I gained 60 pounds in the course of 2 months. I had changed nothing about my lifestyle. I exercised regularly. I ate a balanced meal twice a day (I HATE eating breakfast, and I don’t care if you think it’s weird). I had the same amount of stress in my job (some, but not an overwhelming amount). I watched this weight gain centralize in my lower abdomen, my thighs, and my underarms. I noticed darker and darker hair growing on me in a “male” pattern (read: my stomach, the side of my face, and down my thighs). And I thought, “great, something else that they’ll dismiss as totally normal that I get to deal with.”
From 13 - 27 years old; I had struggled with the exact opposite issue (couldn’t keep weight on, always fatigued, anxious to the point of physical symptoms) and I had insisted to every gynecologist I visited that it must have something to do with the irregular, debilitating periods I had. Each and every one of them (all 9) told me that these were fundamentally unrelated. 2 of them added that “most girls my age would be thrilled that they could eat whatever they wanted without fear of gaining weight.” Cool. Thanks y’all.
Through extensive teenage Tumblr-sleuthing, I had already self-diagnosed myself with PCOS or endometriosis or something akin to them from my first period. I knew that there was no way it was “normal” for me to feel a series of sharp knives pushing at the outer edge of my abdomen every other month; as if someone was inside my body, determined to escape through a strategic assault on my inner-muscular walls akin to the siege of Rome. Vomiting from the pain, having days I couldn’t hold solid food down. None of it sounding very normal to me! These were, unsurprising to anyone who knows about the way this disease can present, cysts—a common-ish accompanying symptom of PCOS or endometriosis — which were rupturing with regularity until after I started my sophomore year of college.
After my body “grew out of” (BIG air quotes on this phrase, but I have no explanation since no doctor bothered to document this at all) the regular cystic phase, I had a relative lull of symptoms. The occasional painful period, but nothing on the scope of what I felt before. I also had abysmal health insurance coverage and deep medical distrust, so I stopped trying to convince the doctors I had PCOS and just focused on making sure I didn’t have cervical cancer…
That is until, this new phase: the rapid, unexplained weight gain and hair growth. I thought, surely, I can use this to convince someone.
I went to a regular medical doctor first; thinking that “there’s at least some chance this is thyroid related” and seeking some kind of test to rule that out. He—naturally for any doctor treating a woman with a weight concern—insisted that I was “just aging and probably couldn’t count on my teenage metabolism anymore” and “should probably think about adjusting my outlook to reflect less on my looks.” Cool. Thanks bro.
Fortunately, as my appointment with this piece of human refuse doctor ended, a nurse who had been helping him with data entry in the room came back to visit with me before I left. “You almost certainly have PCOS,” she said. “Here’s a doctor I recommend to people. She actually listens.” It is not at all an understatement to say that this woman saved me from absolute despair. She is a hero, and one of my biggest regrets in life is not asking her name.
No more leaning on skinny.
So, I went to the doctor this nurse recommended. She did listen. It took 1 appointment for her to diagnose me, 1 ultrasound for her to verify her diagnosis and rule out a thyroid issue, and 1 blood test to determine what dosage of Spironolactone to put me on. I did some laser hair removal. I lost 30 of the 60 pounds by changing absolutely nothing about my life. I liked the way my body looked throughout this process (which I appreciate is rare, privileged, and a factor of being “skinny” to begin with and “average” by the time I gained the weight). I had no interest in losing the rest of the 30 pounds; but it left with me a conundrum: “WTF am I going to do about my clothes?”
I looked at all the clothes that didn’t fit me anymore (a lot) and thought “I don’t even know what I WANT to buy to replace this stuff.” And I realized 90% of my personal style had revolved around the fact that I was thin, I could wear whatever was in style at a given time, and I had accumulated so much clothing to the point of farce as a result.

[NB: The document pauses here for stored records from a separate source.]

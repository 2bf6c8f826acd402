//! Binding to the native enclave library, `libsgxcc`.
//!
//! Callbacks out of the enclave arrive through the symbols exported in
//! [`crate::ffi`], which resolve contexts via [`crate::registry::Registry::global`].

use std::{
    ffi::{c_char, c_void, CString},
    ptr,
};

use ecc_types::{
    CallContext, EnclaveBackend, EnclaveId, HostCalls, Status, PUB_KEY_SIZE, SPID_SIZE,
    TARGET_INFO_SIZE,
};
use tracing::warn;

/// Status reported for inputs the native calling convention can not carry
const INVALID_INPUT: Status = -1;

#[link(name = "sgxcc")]
extern "C" {
    fn sgxcc_create_enclave(
        eid: *mut EnclaveId,
        enclave_file: *const c_char,
        attestation_parameters: *const u8,
        ap_size: u32,
        cc_parameters: *const u8,
        ccp_size: u32,
        host_parameters: *const u8,
        hp_size: u32,
        credentials: *mut u8,
        credentials_max_size: u32,
        credentials_size: *mut u32,
    ) -> Status;

    fn sgxcc_destroy_enclave(eid: EnclaveId) -> Status;

    fn sgxcc_get_target_info(eid: EnclaveId, target_info: *mut u8) -> Status;

    fn sgxcc_get_quote_size(sig_rl: *const u8, sig_rl_size: u32, quote_size: *mut u32) -> Status;

    fn sgxcc_get_remote_attestation_report(
        eid: EnclaveId,
        quote: *mut u8,
        quote_size: u32,
        pubkey: *mut u8,
        spid: *const u8,
        sig_rl: *const u8,
        sig_rl_size: u32,
    ) -> Status;

    fn sgxcc_bind(eid: EnclaveId, report: *const u8, pubkey: *const u8) -> Status;

    fn sgxcc_invoke(
        eid: EnclaveId,
        signed_proposal: *const u8,
        signed_proposal_size: u32,
        request: *const u8,
        request_size: u32,
        response: *mut u8,
        response_max_size: u32,
        response_size: *mut u32,
        ctx: *mut c_void,
    ) -> Status;
}

/// Pointer and length of an optional input, null for `None`
fn optional(input: Option<&[u8]>) -> Option<(*const u8, u32)> {
    match input {
        None => Some((ptr::null(), 0)),
        Some(input) => Some((input.as_ptr(), u32::try_from(input.len()).ok()?)),
    }
}

fn sized(input: &[u8]) -> Option<(*const u8, u32)> {
    Some((input.as_ptr(), u32::try_from(input.len()).ok()?))
}

/// Capacity of an output buffer, clamped to what a `u32` can express
fn capacity(output: &[u8]) -> u32 {
    u32::try_from(output.len()).unwrap_or(u32::MAX)
}

/// Enclave backend calling into `libsgxcc`
#[derive(Clone, Copy, Debug, Default)]
pub struct SgxBackend;

impl EnclaveBackend for SgxBackend {
    fn create_enclave(
        &self,
        eid: &mut EnclaveId,
        enclave_file: &str,
        attestation_parameters: &[u8],
        cc_parameters: &[u8],
        host_parameters: &[u8],
        credentials: &mut [u8],
        credentials_len: &mut u32,
    ) -> Status {
        let Ok(enclave_file) = CString::new(enclave_file) else {
            warn!("enclave path contains a NUL byte");
            return INVALID_INPUT;
        };
        let (Some(ap), Some(ccp), Some(hp)) = (
            sized(attestation_parameters),
            sized(cc_parameters),
            sized(host_parameters),
        ) else {
            return INVALID_INPUT;
        };
        // SAFETY: every pointer is valid for its stated length for the whole call
        unsafe {
            sgxcc_create_enclave(
                eid,
                enclave_file.as_ptr(),
                ap.0,
                ap.1,
                ccp.0,
                ccp.1,
                hp.0,
                hp.1,
                credentials.as_mut_ptr(),
                capacity(credentials),
                credentials_len,
            )
        }
    }

    fn destroy_enclave(&self, eid: EnclaveId) -> Status {
        // SAFETY: plain value arguments
        unsafe { sgxcc_destroy_enclave(eid) }
    }

    fn get_target_info(&self, eid: EnclaveId, target_info: &mut [u8; TARGET_INFO_SIZE]) -> Status {
        // SAFETY: the enclave writes exactly TARGET_INFO_SIZE bytes
        unsafe { sgxcc_get_target_info(eid, target_info.as_mut_ptr()) }
    }

    fn get_quote_size(&self, sig_rl: Option<&[u8]>, quote_size: &mut u32) -> Status {
        let Some((sig_rl, sig_rl_size)) = optional(sig_rl) else {
            return INVALID_INPUT;
        };
        // SAFETY: sig_rl is null or valid for sig_rl_size bytes
        unsafe { sgxcc_get_quote_size(sig_rl, sig_rl_size, quote_size) }
    }

    fn get_remote_attestation_report(
        &self,
        eid: EnclaveId,
        quote: &mut [u8],
        pubkey: &mut [u8; PUB_KEY_SIZE],
        spid: &[u8; SPID_SIZE],
        sig_rl: Option<&[u8]>,
    ) -> Status {
        let Some((sig_rl, sig_rl_size)) = optional(sig_rl) else {
            return INVALID_INPUT;
        };
        // SAFETY: buffers are valid for their stated sizes for the whole call
        unsafe {
            sgxcc_get_remote_attestation_report(
                eid,
                quote.as_mut_ptr(),
                capacity(quote),
                pubkey.as_mut_ptr(),
                spid.as_ptr(),
                sig_rl,
                sig_rl_size,
            )
        }
    }

    fn bind(
        &self,
        eid: EnclaveId,
        report: Option<&[u8]>,
        pubkey: Option<&[u8; PUB_KEY_SIZE]>,
    ) -> Status {
        let (report, pubkey) = match (report, pubkey) {
            (Some(report), Some(pubkey)) => (report.as_ptr(), pubkey.as_ptr()),
            _ => (ptr::null(), ptr::null()),
        };
        // SAFETY: both pointers are null or point at a full report and key
        unsafe { sgxcc_bind(eid, report, pubkey) }
    }

    fn invoke(
        &self,
        eid: EnclaveId,
        signed_proposal: &[u8],
        request: &[u8],
        response: &mut [u8],
        response_len: &mut u32,
        ctx: CallContext,
        _host: &dyn HostCalls,
    ) -> Status {
        let (Some(sp), Some(req)) = (sized(signed_proposal), sized(request)) else {
            return INVALID_INPUT;
        };
        let mut ctx = ctx.0;
        // SAFETY: buffers outlive the call; ctx is read back by the exported
        // callbacks only while the enclave is running this call
        unsafe {
            sgxcc_invoke(
                eid,
                sp.0,
                sp.1,
                req.0,
                req.1,
                response.as_mut_ptr(),
                capacity(response),
                response_len,
                (&mut ctx as *mut u64).cast(),
            )
        }
    }
}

Time to stop leaning on skinny! First step—realize you have a problem—is done. Now, let me figure out what the hell I like…
Using that 6 figure design degree.
One of the first things you learn at Parsons (well, maybe not first, but a big fundamental) is how to communicate your design philosophy. You learn how to develop a “way of working” and thinking about fashion design that can guide your professional development. I distilled mine in the following (probably deeply pretentious sounding, but true) statement:
Jenamarie believes that movement celebrates the universe’s fundamental tendency toward unpredictability. Her textiles, inspired by her material experiments and personal embrace of entropy, often consist of bold, colorful, and sculptural designs. Garments exist as emergent properties of the system Jenamarie imposes on herself through her design process. Final silhouettes and materials are the result of the interactions of smaller experiments and the confluence of these interactions. Only through constant play and tinkering can decisions ultimately present themselves.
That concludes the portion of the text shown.